Rural broadband providers welcome BT agreement to release data
Telecoms giant to supply postcodes of areas earmarked for superfast broadband
Openreach to supply street cabinet data faster to ISPs
BT is to supply postcode data showing which street cabinets will be connected to phone exchanges with optical fibre, in a bid to encourage smaller ISPs to provide optical fibre services to rural areas.
This is something that smaller ISPs have been fighting for for some time, but until now BT has been unwilling to provide the data, perhaps because it wants to maintain its share of the broadband market.
Small ISP Rutland Telecom said on its blog yesterday: “[BT's infrastructure arm] BT Openreach has now agreed to supply data it has hitherto refused to give to Rutland Telecom to allow it to benefit rural broadband users.” Rutland Telecom said it had been pushing for this information for a year.

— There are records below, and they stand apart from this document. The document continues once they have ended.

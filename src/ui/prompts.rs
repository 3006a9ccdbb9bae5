//! Interactive prompts with CI/non-interactive fallback

use super::context::UiContext;
use crate::error::{StencilError, StencilResult};

/// Prompt for confirmation, returns default if non-interactive or auto-yes
pub async fn confirm(ctx: &UiContext, message: &str, default: bool) -> StencilResult<bool> {
    if ctx.auto_yes() {
        println!("{} (auto-approved)", message);
        return Ok(true);
    }

    if !ctx.is_interactive() {
        return Ok(default);
    }

    // cliclack blocks on stdin
    let message = message.to_string();
    let result = tokio::task::spawn_blocking(move || {
        cliclack::confirm(&message)
            .initial_value(default)
            .interact()
    })
    .await
    .map_err(|e| StencilError::User(format!("Prompt task failed: {}", e)))?;

    result.map_err(|e| StencilError::User(format!("Prompt failed: {}", e)))
}
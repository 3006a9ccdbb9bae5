//! External template builder
//!
//! Initializing a database (installing modules, loading demo data) belongs
//! to the ERP framework. Stencil runs a configured command for it and only
//! cares whether the database exists afterwards.

use crate::config::schema::BuilderConfig;
use crate::error::{StencilError, StencilResult};
use std::collections::HashMap;
use std::process::Stdio;
use tokio::io::{AsyncBufReadExt, BufReader};
use tokio::process::{Child, Command};
use tracing::{debug, info};

/// Max number of output lines to include in build error messages.
const BUILD_ERROR_TAIL_LINES: usize = 50;

/// What the builder should produce
#[derive(Debug, Clone)]
pub struct BuildRequest<'a> {
    /// Name of the database to create
    pub database: &'a str,
    /// Modules to install
    pub modules: &'a [String],
    /// Load demo data
    pub with_demo: bool,
}

impl BuildRequest<'_> {
    /// Environment passed to the builder command
    pub fn env_vars(&self) -> Vec<(&'static str, String)> {
        vec![
            ("STENCIL_DATABASE", self.database.to_string()),
            ("STENCIL_MODULES", self.modules.join(",")),
            ("STENCIL_WITH_DEMO", u8::from(self.with_demo).to_string()),
        ]
    }
}

/// Runs the configured database initialization command
#[derive(Debug, Clone)]
pub struct TemplateBuilder {
    command: String,
    args: Vec<String>,
    env: HashMap<String, String>,
}

impl TemplateBuilder {
    /// Create a builder for `command args...`
    pub fn new(command: impl Into<String>, args: Vec<String>) -> Self {
        Self {
            command: command.into(),
            args,
            env: HashMap::new(),
        }
    }

    /// Create a builder from the `[builder]` config section
    pub fn from_config(config: &BuilderConfig) -> StencilResult<Self> {
        let command = config
            .command
            .as_deref()
            .map(str::trim)
            .filter(|c| !c.is_empty())
            .ok_or(StencilError::BuilderNotConfigured)?;

        Ok(Self {
            command: command.to_string(),
            args: config.args.clone(),
            env: config.env.clone(),
        })
    }

    /// Command line for display
    pub fn display_command(&self) -> String {
        std::iter::once(self.command.as_str())
            .chain(self.args.iter().map(String::as_str))
            .collect::<Vec<_>>()
            .join(" ")
    }

    /// Run the builder, streaming its output lines to `on_output`
    pub async fn build(
        &self,
        request: &BuildRequest<'_>,
        on_output: &(dyn Fn(String) + Send + Sync),
    ) -> StencilResult<()> {
        info!("Building database {} with: {}", request.database, self.display_command());

        let mut child = Command::new(&self.command)
            .args(&self.args)
            .envs(&self.env)
            .envs(request.env_vars())
            .stdin(Stdio::null())
            .stdout(Stdio::piped())
            .stderr(Stdio::piped())
            .spawn()
            .map_err(|e| StencilError::command_failed(self.display_command(), e))?;

        let output = stream_child_output(&mut child, on_output).await?;
        let status = child
            .wait()
            .await
            .map_err(|e| StencilError::command_failed(self.display_command(), e))?;

        if status.success() {
            debug!("Builder finished for {}", request.database);
            Ok(())
        } else {
            Err(StencilError::BuildFailed {
                database: request.database.to_string(),
                code: status.code().unwrap_or(-1),
                output: output_tail(&output),
            })
        }
    }
}

/// Last `BUILD_ERROR_TAIL_LINES` lines of output, for error diagnostics
fn output_tail(lines: &[String]) -> String {
    let start = lines.len().saturating_sub(BUILD_ERROR_TAIL_LINES);
    lines[start..].join("\n")
}

/// Stream stdout+stderr from a child process, calling `on_output` for each line.
///
/// Returns all collected output lines for error reporting.
async fn stream_child_output(
    child: &mut Child,
    on_output: &(dyn Fn(String) + Send + Sync),
) -> StencilResult<Vec<String>> {
    let stderr = child
        .stderr
        .take()
        .ok_or_else(|| StencilError::Internal("builder stderr not piped".to_string()))?;
    let stdout = child
        .stdout
        .take()
        .ok_or_else(|| StencilError::Internal("builder stdout not piped".to_string()))?;

    let mut stderr_reader = BufReader::new(stderr).lines();
    let mut stdout_reader = BufReader::new(stdout).lines();

    let mut all_output = Vec::new();
    let mut stderr_done = false;
    let mut stdout_done = false;

    while !stderr_done || !stdout_done {
        tokio::select! {
            line = stderr_reader.next_line(), if !stderr_done => {
                match line {
                    Ok(Some(line)) => {
                        on_output(line.clone());
                        all_output.push(line);
                    }
                    _ => stderr_done = true,
                }
            }
            line = stdout_reader.next_line(), if !stdout_done => {
                match line {
                    Ok(Some(line)) => {
                        on_output(line.clone());
                        all_output.push(line);
                    }
                    _ => stdout_done = true,
                }
            }
        }
    }

    Ok(all_output)
}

Rutland said: “The U-turn came in a meeting held in London between Rutland Telecom, BT Openreach, Ofcom, the Office of the Telecoms Adjudicator and some other operators looking to provide services to hard-to-reach areas.”
A spokeswoman for BT argued that this wasn't a U turn, saying: “This was a regular industry working group meeting normally attended by Ofcom and others. Ofcom provided input around a workable way to address some problems.”
Despite BT's concession, the data will not be made immediately accessible as it will take the company three months to prepare the Excel file containing the data. Rutland implied that this was an excessive delay: "This is actually a simple data export," it said.
BT’s spokeswoman said in response: “The extent of our fibre roll-out across the UK means that this is a major undertaking meaning it will be few months before this data is available.”
In the meantime, BT has agreed to supply the data region by region in response to requests from Rutland Telecom and other operators.